WHAT YOU NEED TO DO »
Look below for the line containing "Err(ConfigError::Io(_))"; from there, print each line exactly up to and including the line containing "generated when absent.", and stop.

RECORDS »
**********

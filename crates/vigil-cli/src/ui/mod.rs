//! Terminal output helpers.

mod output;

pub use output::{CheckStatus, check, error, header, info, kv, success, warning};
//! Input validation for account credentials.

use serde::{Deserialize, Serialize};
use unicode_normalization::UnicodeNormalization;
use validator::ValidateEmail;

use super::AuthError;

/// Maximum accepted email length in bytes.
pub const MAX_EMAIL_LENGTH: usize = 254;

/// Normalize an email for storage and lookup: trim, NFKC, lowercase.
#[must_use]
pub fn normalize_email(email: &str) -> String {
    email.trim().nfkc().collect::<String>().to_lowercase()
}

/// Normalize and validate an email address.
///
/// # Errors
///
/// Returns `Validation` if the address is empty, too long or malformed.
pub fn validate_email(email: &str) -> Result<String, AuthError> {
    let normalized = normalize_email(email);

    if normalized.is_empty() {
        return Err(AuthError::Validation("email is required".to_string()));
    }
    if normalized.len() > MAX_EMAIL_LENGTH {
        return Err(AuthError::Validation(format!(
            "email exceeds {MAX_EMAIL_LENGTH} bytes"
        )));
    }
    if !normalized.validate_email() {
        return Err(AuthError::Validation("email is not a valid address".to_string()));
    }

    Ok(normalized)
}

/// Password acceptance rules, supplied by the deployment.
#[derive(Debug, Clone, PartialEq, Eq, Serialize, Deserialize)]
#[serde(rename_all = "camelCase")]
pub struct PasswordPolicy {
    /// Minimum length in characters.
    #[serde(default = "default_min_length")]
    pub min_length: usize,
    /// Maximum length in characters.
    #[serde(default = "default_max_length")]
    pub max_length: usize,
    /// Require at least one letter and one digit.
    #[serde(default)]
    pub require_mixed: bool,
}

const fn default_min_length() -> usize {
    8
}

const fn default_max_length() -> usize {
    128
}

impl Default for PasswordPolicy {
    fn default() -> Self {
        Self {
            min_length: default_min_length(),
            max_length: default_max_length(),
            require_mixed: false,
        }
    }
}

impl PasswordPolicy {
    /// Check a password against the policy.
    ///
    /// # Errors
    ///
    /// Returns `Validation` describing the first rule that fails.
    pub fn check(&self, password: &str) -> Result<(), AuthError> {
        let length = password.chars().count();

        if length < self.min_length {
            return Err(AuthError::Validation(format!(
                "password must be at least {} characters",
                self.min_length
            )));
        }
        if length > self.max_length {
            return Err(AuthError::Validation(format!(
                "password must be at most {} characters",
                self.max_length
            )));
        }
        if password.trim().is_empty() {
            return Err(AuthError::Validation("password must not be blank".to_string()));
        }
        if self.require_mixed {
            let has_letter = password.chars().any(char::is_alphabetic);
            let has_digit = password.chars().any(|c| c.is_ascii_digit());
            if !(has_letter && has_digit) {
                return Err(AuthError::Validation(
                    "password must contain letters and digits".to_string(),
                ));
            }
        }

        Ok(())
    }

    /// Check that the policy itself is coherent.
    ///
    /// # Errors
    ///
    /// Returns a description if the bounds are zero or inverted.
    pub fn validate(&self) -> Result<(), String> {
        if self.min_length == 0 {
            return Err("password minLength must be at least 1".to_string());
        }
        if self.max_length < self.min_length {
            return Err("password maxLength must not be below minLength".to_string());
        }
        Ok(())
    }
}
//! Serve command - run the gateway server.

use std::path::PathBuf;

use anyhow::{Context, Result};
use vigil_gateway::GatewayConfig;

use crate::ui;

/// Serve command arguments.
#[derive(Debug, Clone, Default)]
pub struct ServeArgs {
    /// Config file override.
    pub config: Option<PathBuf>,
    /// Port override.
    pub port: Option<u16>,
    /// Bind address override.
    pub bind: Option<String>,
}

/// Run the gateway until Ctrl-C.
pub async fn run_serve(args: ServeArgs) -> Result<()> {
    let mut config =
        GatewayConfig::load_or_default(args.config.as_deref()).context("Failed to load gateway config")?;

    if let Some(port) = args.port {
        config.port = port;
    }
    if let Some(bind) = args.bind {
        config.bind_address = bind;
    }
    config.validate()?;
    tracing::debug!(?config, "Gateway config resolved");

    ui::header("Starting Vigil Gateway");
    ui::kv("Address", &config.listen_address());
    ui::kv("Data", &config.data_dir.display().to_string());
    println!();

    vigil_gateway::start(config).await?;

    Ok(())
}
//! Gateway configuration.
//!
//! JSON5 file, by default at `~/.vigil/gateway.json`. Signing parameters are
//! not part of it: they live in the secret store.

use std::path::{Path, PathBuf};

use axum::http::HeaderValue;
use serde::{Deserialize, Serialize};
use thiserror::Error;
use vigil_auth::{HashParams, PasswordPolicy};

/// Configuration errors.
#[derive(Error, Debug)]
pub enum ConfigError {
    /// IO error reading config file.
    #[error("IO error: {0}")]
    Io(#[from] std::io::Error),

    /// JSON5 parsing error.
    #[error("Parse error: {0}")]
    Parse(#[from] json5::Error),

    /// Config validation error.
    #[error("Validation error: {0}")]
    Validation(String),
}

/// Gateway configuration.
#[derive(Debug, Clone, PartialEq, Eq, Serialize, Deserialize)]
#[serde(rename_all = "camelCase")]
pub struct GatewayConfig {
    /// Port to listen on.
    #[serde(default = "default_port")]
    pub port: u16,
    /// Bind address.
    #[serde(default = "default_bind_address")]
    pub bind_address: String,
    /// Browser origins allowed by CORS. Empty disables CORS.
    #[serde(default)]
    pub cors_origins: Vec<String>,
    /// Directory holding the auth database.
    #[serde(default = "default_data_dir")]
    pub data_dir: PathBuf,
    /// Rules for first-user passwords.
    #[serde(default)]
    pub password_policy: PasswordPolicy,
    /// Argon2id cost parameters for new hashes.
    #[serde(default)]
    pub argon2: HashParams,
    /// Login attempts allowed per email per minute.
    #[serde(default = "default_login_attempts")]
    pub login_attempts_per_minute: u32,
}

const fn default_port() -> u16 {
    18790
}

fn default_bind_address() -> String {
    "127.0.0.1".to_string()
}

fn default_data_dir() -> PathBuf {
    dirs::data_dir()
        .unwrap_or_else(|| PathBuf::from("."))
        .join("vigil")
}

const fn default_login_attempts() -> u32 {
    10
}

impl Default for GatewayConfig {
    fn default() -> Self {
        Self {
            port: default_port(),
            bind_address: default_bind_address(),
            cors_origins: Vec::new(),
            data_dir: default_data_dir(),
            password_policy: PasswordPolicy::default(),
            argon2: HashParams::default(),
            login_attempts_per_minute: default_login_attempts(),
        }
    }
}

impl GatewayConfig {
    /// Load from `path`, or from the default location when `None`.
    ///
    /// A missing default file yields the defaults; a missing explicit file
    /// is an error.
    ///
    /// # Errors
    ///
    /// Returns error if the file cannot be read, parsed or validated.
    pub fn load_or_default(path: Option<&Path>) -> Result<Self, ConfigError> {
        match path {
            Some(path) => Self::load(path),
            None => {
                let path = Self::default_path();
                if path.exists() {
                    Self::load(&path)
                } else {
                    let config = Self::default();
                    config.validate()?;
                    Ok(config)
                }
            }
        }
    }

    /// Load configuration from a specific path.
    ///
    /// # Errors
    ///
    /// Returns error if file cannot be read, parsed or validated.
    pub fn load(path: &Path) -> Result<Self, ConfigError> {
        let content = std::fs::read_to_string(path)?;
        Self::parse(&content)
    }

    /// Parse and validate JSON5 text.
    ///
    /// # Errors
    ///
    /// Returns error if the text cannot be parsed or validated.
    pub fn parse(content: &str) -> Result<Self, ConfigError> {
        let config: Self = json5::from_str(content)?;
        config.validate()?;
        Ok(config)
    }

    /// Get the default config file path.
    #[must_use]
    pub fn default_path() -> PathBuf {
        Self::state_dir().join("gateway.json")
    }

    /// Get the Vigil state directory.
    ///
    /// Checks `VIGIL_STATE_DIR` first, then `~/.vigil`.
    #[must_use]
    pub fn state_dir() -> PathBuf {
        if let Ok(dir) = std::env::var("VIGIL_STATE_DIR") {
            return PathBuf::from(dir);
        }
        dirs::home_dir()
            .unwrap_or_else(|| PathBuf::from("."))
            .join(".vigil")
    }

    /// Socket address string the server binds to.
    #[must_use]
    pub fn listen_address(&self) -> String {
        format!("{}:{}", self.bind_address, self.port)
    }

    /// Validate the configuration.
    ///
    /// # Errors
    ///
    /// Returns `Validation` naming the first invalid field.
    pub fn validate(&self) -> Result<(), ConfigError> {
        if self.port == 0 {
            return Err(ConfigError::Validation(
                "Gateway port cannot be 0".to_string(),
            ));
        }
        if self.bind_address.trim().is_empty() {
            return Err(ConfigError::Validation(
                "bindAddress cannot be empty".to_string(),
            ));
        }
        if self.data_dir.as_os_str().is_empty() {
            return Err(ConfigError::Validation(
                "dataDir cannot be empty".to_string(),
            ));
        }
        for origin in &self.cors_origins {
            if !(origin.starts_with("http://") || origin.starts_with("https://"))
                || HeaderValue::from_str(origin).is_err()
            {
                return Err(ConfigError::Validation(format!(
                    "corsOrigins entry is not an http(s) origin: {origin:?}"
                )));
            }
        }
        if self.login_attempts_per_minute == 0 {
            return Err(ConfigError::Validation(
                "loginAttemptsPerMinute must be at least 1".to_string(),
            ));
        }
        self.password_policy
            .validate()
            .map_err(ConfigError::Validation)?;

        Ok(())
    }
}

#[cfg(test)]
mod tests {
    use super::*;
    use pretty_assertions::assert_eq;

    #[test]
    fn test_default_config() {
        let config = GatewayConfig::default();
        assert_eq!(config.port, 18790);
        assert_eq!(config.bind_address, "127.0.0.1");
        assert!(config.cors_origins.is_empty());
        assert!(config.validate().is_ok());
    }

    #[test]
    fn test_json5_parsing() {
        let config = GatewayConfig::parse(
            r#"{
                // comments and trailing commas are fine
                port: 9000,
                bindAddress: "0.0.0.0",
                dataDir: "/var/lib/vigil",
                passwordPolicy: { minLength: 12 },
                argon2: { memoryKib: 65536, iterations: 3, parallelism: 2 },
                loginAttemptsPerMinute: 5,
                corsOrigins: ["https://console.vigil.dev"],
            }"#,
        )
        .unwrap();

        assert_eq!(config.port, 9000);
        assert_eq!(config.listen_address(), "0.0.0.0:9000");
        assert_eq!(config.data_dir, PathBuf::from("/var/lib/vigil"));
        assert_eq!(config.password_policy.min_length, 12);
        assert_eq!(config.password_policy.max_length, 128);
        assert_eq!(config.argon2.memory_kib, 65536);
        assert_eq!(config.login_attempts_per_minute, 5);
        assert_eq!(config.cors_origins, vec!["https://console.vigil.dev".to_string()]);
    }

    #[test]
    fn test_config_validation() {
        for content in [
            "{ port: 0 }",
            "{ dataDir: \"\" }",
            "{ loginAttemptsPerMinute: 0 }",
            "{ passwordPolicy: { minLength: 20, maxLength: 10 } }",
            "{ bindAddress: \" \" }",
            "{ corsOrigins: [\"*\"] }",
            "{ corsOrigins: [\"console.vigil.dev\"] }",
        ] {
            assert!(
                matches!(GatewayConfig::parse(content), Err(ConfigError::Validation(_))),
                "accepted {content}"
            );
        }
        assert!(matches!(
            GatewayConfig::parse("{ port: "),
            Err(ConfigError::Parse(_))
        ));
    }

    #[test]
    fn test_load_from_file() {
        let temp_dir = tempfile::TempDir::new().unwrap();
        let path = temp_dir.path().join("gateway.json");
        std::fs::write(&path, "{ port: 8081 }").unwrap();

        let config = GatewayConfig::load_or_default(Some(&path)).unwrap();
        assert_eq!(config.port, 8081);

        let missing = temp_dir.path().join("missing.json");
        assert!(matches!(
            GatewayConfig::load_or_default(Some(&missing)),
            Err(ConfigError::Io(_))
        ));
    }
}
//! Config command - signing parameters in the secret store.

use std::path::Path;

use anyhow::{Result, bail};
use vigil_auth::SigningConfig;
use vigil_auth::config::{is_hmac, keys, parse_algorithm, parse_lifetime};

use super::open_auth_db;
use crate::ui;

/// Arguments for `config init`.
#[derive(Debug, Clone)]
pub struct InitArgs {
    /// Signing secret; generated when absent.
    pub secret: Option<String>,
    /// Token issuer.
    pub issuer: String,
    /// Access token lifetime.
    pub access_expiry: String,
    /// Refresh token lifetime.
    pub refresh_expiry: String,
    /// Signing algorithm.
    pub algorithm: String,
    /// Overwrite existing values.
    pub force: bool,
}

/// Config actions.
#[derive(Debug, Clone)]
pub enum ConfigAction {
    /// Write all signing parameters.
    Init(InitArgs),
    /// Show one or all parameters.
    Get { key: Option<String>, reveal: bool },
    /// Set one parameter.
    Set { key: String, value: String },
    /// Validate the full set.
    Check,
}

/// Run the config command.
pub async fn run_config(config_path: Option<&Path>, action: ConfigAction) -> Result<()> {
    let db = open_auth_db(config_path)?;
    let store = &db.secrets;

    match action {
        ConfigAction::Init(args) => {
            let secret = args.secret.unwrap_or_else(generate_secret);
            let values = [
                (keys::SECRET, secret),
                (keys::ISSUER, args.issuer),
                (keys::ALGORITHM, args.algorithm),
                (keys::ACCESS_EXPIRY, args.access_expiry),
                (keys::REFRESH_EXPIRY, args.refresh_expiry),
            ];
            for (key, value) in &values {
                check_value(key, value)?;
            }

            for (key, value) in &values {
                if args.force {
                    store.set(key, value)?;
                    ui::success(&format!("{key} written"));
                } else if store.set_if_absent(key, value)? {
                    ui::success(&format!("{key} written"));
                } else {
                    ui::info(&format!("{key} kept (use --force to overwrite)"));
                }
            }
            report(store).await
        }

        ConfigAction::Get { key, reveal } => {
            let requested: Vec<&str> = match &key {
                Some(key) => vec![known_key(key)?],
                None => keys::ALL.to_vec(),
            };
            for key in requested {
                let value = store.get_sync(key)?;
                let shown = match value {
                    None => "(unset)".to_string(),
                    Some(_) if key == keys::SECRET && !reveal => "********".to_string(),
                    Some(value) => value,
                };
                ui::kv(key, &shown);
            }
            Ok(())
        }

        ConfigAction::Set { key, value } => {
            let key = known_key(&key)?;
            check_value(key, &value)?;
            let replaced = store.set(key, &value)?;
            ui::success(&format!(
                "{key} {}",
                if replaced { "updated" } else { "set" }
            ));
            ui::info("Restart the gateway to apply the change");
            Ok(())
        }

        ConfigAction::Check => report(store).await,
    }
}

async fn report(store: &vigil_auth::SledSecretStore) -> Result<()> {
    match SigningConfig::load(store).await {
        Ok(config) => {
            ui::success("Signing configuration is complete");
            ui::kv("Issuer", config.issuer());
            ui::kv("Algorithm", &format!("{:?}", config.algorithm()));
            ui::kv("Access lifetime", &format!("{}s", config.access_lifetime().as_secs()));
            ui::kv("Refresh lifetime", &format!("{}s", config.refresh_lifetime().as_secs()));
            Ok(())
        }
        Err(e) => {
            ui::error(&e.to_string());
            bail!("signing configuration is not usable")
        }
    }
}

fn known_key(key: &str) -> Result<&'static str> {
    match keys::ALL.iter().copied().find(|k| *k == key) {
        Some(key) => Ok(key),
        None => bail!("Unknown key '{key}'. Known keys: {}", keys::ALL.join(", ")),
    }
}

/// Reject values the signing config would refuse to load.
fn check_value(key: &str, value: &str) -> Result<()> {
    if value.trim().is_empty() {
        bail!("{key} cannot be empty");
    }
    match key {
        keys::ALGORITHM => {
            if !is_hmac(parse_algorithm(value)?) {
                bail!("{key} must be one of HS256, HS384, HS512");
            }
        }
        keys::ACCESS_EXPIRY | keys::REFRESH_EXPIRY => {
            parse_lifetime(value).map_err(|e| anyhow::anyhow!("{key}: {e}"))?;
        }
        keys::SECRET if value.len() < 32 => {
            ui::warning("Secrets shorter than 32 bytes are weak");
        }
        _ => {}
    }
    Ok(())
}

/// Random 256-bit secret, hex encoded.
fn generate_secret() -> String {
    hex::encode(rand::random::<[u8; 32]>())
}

**********

RESULT FOR THIS TASK »
            Err(ConfigError::Io(_))
        ));
    }
}
//! Config command - signing parameters in the secret store.

use std::path::Path;

use anyhow::{Result, bail};
use vigil_auth::SigningConfig;
use vigil_auth::config::{is_hmac, keys, parse_algorithm, parse_lifetime};

use super::open_auth_db;
use crate::ui;

/// Arguments for `config init`.
#[derive(Debug, Clone)]
pub struct InitArgs {
    /// Signing secret; generated when absent.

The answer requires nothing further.